Ardozyga idiospila

Scientific classification
- Kingdom: Animalia
- Phylum: Arthropoda
- Clade: Pancrustacea
- Class: Insecta
- Order: Lepidoptera
- Family: Gelechiidae
- Genus: Ardozyga
- Species: A. idiospila
- Binomial name: Ardozyga idiospila (Meyrick, 1922)
- Synonyms: Semocharista idiospila Meyrick, 1922;

= Ardozyga idiospila =

- Authority: (Meyrick, 1922)
- Synonyms: Semocharista idiospila Meyrick, 1922

Species of moth

Ardozyga idiospila is a species of moth in the family Gelechiidae. It was described by Edward Meyrick in 1922. It is found in Australia, where it has been recorded from north-western Australia.

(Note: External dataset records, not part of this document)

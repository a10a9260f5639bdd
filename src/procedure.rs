use std::collections::VecDeque;

use crate::{BehaviorResult, Context, Generator, Step};

type StepFn<E> = Box<dyn FnMut(&mut Context<'_, E>, Option<BehaviorResult>) -> Step<E>>;

/// Boxes a closure as a generator. The closure keeps whatever state it needs
/// in its captures and is called once per resume.
pub fn from_fn<E, F>(f: F) -> Box<dyn Generator<E>>
where
    F: FnMut(&mut Context<'_, E>, Option<BehaviorResult>) -> Step<E> + 'static,
{
    Box::new(f)
}

/// A generator written as an ordered list of steps.
///
/// Each step closure runs at most once, so whatever side effect it has is
/// never repeated after the node is resumed. A step ends by yielding,
/// descending into a nested generator or completing the whole procedure
/// with `Done`. The next step receives the result of the nested generator
/// the previous step descended into.
///
/// Running out of steps completes the procedure with the last nested result,
/// or `Success` if the last step didn't descend.
pub struct Procedure<E = ()> {
    steps: VecDeque<StepFn<E>>,
}

impl<E> Default for Procedure<E> {
    fn default() -> Self {
        Self {
            steps: VecDeque::new(),
        }
    }
}

impl<E> Procedure<E> {
    pub fn new() -> Self {
        Self::default()
    }

    pub fn step<F>(mut self, f: F) -> Self
    where
        F: FnMut(&mut Context<'_, E>, Option<BehaviorResult>) -> Step<E> + 'static,
    {
        self.steps.push_back(Box::new(f));
        self
    }

    pub fn remaining(&self) -> usize {
        self.steps.len()
    }
}

impl<E> Generator<E> for Procedure<E> {
    fn resume(&mut self, ctx: &mut Context<'_, E>, nested: Option<BehaviorResult>) -> Step<E> {
        let Some(mut step) = self.steps.pop_front() else {
            return Step::Done(nested.unwrap_or(BehaviorResult::Success));
        };
        match step(ctx, nested) {
            Step::Done(result) => {
                self.steps.clear();
                Step::Done(result)
            }
            suspended => suspended,
        }
    }
}

/// Suspends for `seconds` of accumulated `dt`, then succeeds.
pub fn wait<E>(seconds: f64) -> Box<dyn Generator<E>> {
    let mut elapsed = 0.;
    from_fn(move |ctx: &mut Context<'_, E>, _| {
        elapsed += ctx.dt();
        if elapsed < seconds {
            Step::Yield
        } else {
            Step::Done(BehaviorResult::Success)
        }
    })
}

/// Suspends until `predicate` holds, then succeeds. The predicate is checked
/// on the first resume already.
pub fn wait_until<E, F>(mut predicate: F) -> Box<dyn Generator<E>>
where
    F: FnMut(&Context<'_, E>) -> bool + 'static,
{
    from_fn(move |ctx: &mut Context<'_, E>, _| {
        if predicate(ctx) {
            Step::Done(BehaviorResult::Success)
        } else {
            Step::Yield
        }
    })
}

The wingspan is about 12 mm. The forewings are dark fuscous, the dorsal half suffused brown from one-fourth to the termen. There is a small white spot near the base in the middle, nearly confluent with an elongate white spot beneath the fold towards the base. There are also two large irregular transverse white blotches in the disc at one-third and two-thirds, each enclosing a small irregular dark fuscous spot in its lower portion, the second rather constricted in the middle. There are small irregular marginal whitish dots around the posterior part of the costa and termen. The hindwings are pale grey.